* Problem details *
Filter the data below, keeping only lines that contain "UidSet".

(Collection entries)
========================

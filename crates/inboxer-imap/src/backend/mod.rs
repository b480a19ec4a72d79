//! [`ImapClient`] implementation backed by `async-imap`.
//!
//! One authenticated session is kept behind a `tokio::sync::Mutex`; every
//! command locks it for its duration, which queues concurrent callers.
//! After a folder is opened a poller task issues NOOP every
//! [`Config::poll_interval`] and turns EXISTS growth into
//! [`Notification::Mail`].

mod convert;
mod poller;

use std::sync::Arc;

use async_trait::async_trait;
use futures::stream::{self, StreamExt};
use tokio::sync::{Mutex, MutexGuard, broadcast, mpsc, watch};
use tokio::task::AbortHandle;
use tracing::{debug, info, warn};

use crate::client::{ClientFactory, FetchStream, ImapClient, Notification};
use crate::{Config, Error, FetchOptions, Folder, ImapStream, Result, SearchCriteria, UidSet};

use poller::ExistsTracker;

/// Session type driven by this backend.
pub type ImapSession = async_imap::Session<ImapStream>;

const NOTIFICATION_CAPACITY: usize = 64;

/// Connection state guarded by the command lock.
#[derive(Default)]
struct State {
    session: Option<ImapSession>,
    tracker: ExistsTracker,
    poller: Option<AbortHandle>,
}

impl State {
    fn stop_poller(&mut self) {
        if let Some(poller) = self.poller.take() {
            poller.abort();
        }
    }
}

/// Locks the state, dropping the session if the client was destroyed meanwhile.
async fn lock_state<'a>(
    state: &'a Mutex<State>,
    destroyed: &watch::Receiver<bool>,
) -> Result<MutexGuard<'a, State>> {
    let mut guard = state.lock().await;
    if *destroyed.borrow() {
        guard.stop_poller();
        guard.session = None;
        return Err(Error::NotConnected);
    }
    Ok(guard)
}

/// IMAP client over a single `async-imap` session.
pub struct AsyncImapClient {
    config: Config,
    state: Arc<Mutex<State>>,
    notifications: broadcast::Sender<Notification>,
    destroyed: watch::Sender<bool>,
}

impl AsyncImapClient {
    /// Creates an unconnected client.
    #[must_use]
    pub fn new(config: Config) -> Self {
        let (notifications, _) = broadcast::channel(NOTIFICATION_CAPACITY);
        let (destroyed, _) = watch::channel(false);
        Self {
            config,
            state: Arc::new(Mutex::new(State::default())),
            notifications,
            destroyed,
        }
    }

    /// Returns the configuration this client connects with.
    #[must_use]
    pub const fn config(&self) -> &Config {
        &self.config
    }

    async fn lock(&self) -> Result<MutexGuard<'_, State>> {
        lock_state(&self.state, &self.destroyed.subscribe()).await
    }

    fn spawn_poller(&self) -> Option<AbortHandle> {
        let interval = self.config.poll_interval;
        if interval.is_zero() {
            debug!("new-mail polling disabled");
            return None;
        }
        let task = tokio::spawn(poller::poll_for_mail(
            Arc::clone(&self.state),
            self.notifications.clone(),
            self.destroyed.subscribe(),
            interval,
        ));
        Some(task.abort_handle())
    }
}

impl std::fmt::Debug for AsyncImapClient {
    fn fmt(&self, f: &mut std::fmt::Formatter<'_>) -> std::fmt::Result {
        f.debug_struct("AsyncImapClient")
            .field("config", &self.config)
            .field("destroyed", &*self.destroyed.borrow())
            .finish_non_exhaustive()
    }
}

#[async_trait]
impl ImapClient for AsyncImapClient {
    async fn connect(&self) -> Result<()> {
        if *self.destroyed.borrow() {
            return Err(Error::NotConnected);
        }

        let config = &self.config;
        info!(host = %config.host, port = config.port, "connecting to IMAP server");

        let stream = ImapStream::open(config).await?;
        let client = async_imap::Client::new(stream);
        let session = client
            .login(&config.credentials.username, &config.credentials.password)
            .await
            .map_err(|(e, _client)| Error::Auth(e.to_string()))?;

        let mut state = self.lock().await?;
        state.stop_poller();
        if state.session.replace(session).is_some() {
            debug!("replaced previous session");
        }
        state.tracker = ExistsTracker::default();

        info!(host = %config.host, "IMAP session ready");
        Ok(())
    }

    async fn open_box(&self, name: &str, read_only: bool) -> Result<Folder> {
        let mut guard = self.lock().await?;
        let state = &mut *guard;
        let session = state.session.as_mut().ok_or(Error::NotConnected)?;

        let mailbox = if read_only {
            session.examine(name).await?
        } else {
            session.select(name).await?
        };
        // Responses queued before the switch belong to the previous folder.
        while session.unsolicited_responses.try_recv().is_ok() {}

        state.tracker = ExistsTracker::new(mailbox.exists);
        state.stop_poller();
        state.poller = self.spawn_poller();

        let folder = convert::folder(name, read_only, &mailbox);
        debug!(folder = %folder.name, exists = folder.exists, read_only, "folder opened");
        Ok(folder)
    }

    async fn search(&self, criteria: &SearchCriteria) -> Result<Vec<u32>> {
        criteria.validate()?;
        let mut state = self.lock().await?;
        let session = state.session.as_mut().ok_or(Error::NotConnected)?;

        let query = criteria.to_string();
        debug!(%query, "UID SEARCH");
        let mut uids: Vec<u32> = session.uid_search(&query).await?.into_iter().collect();
        uids.sort_unstable();
        Ok(uids)
    }

    async fn fetch(&self, uids: &UidSet, options: &FetchOptions) -> Result<FetchStream> {
        options.validate()?;
        let set = uids.to_string();
        let query = options.to_query();
        let sections = options.body_sections().to_vec();
        debug!(%set, %query, "UID FETCH");

        let state = Arc::clone(&self.state);
        let destroyed = self.destroyed.subscribe();
        let (tx, rx) = mpsc::unbounded_channel();

        tokio::spawn(async move {
            let mut guard = match lock_state(&state, &destroyed).await {
                Ok(guard) => guard,
                Err(e) => {
                    let _ = tx.send(Err(e));
                    return;
                }
            };
            let Some(session) = guard.session.as_mut() else {
                let _ = tx.send(Err(Error::NotConnected));
                return;
            };

            let fetches = match session.uid_fetch(&set, &query).await {
                Ok(fetches) => fetches,
                Err(e) => {
                    let _ = tx.send(Err(e.into()));
                    return;
                }
            };
            let mut fetches = std::pin::pin!(fetches);

            // The response is drained in full even if the receiver is gone,
            // so the session stays in sync for the next command.
            while let Some(item) = fetches.next().await {
                let item = item
                    .map(|fetch| convert::raw_message(&fetch, &sections))
                    .map_err(Error::from);
                let _ = tx.send(item);
            }
        });

        Ok(stream::unfold(rx, |mut rx| async move {
            rx.recv().await.map(|item| (item, rx))
        })
        .boxed())
    }

    async fn end(&self) -> Result<()> {
        let session = {
            let mut state = self.state.lock().await;
            state.stop_poller();
            state.session.take()
        };

        if let Some(mut session) = session {
            if let Err(e) = session.logout().await {
                warn!(error = %e, "logout failed, dropping connection");
            }
        }

        let _ = self.notifications.send(Notification::Close);
        info!(host = %self.config.host, "IMAP connection closed");
        Ok(())
    }

    fn destroy(&self) {
        self.destroyed.send_replace(true);
        if let Ok(mut state) = self.state.try_lock() {
            state.stop_poller();
            state.session = None;
        }
        let _ = self.notifications.send(Notification::Close);
        debug!(host = %self.config.host, "IMAP client destroyed");
    }

    fn notifications(&self) -> broadcast::Receiver<Notification> {
        self.notifications.subscribe()
    }
}

impl Drop for AsyncImapClient {
    fn drop(&mut self) {
        // Stops the poller, which otherwise keeps the session alive.
        self.destroyed.send_replace(true);
    }
}

/// Factory producing [`AsyncImapClient`]s.
#[derive(Debug, Default, Clone, Copy)]
pub struct AsyncImapFactory;

impl ClientFactory for AsyncImapFactory {
    type Client = AsyncImapClient;

    fn create(&self, config: &Config) -> Self::Client {
        AsyncImapClient::new(config.clone())
    }
}
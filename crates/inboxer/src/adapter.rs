//! Builds a [`ParsedMessage`] from a raw fetched message.

use bytes::BytesMut;
use futures::StreamExt;
use inboxer_imap::{MessageEvent, RawMessage, TEXT_SECTION};
use tracing::trace;

use crate::{Headers, ParsedMessage};

/// Drains a raw message into a [`ParsedMessage`].
///
/// The `TEXT` section (in any case) becomes the body; every other section
/// is parsed as header text and replaces the headers read so far.
/// Attribute events replace the attributes. Completes when
/// the raw message ends, and never if it does not.
pub async fn parse_message(mut raw: RawMessage) -> ParsedMessage {
    let mut message = ParsedMessage::new();

    while let Some(event) = raw.next_event().await {
        match event {
            MessageEvent::Body { info, mut stream } => {
                let mut buffer = BytesMut::with_capacity(info.size);
                while let Some(chunk) = stream.next().await {
                    buffer.extend_from_slice(&chunk);
                }
                let text = String::from_utf8_lossy(&buffer);

                if info.which.trim().eq_ignore_ascii_case(TEXT_SECTION) {
                    message.body = text.into_owned();
                } else {
                    message.headers = Headers::parse(&text);
                }
                trace!(section = %info.which, bytes = buffer.len(), "body section read");
            }
            MessageEvent::Attributes(attributes) => message.attributes = attributes,
        }
    }

    message
}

========================

* Result *
use crate::{Config, Error, FetchOptions, Folder, ImapStream, Result, SearchCriteria, UidSet};
    async fn fetch(&self, uids: &UidSet, options: &FetchOptions) -> Result<FetchStream> {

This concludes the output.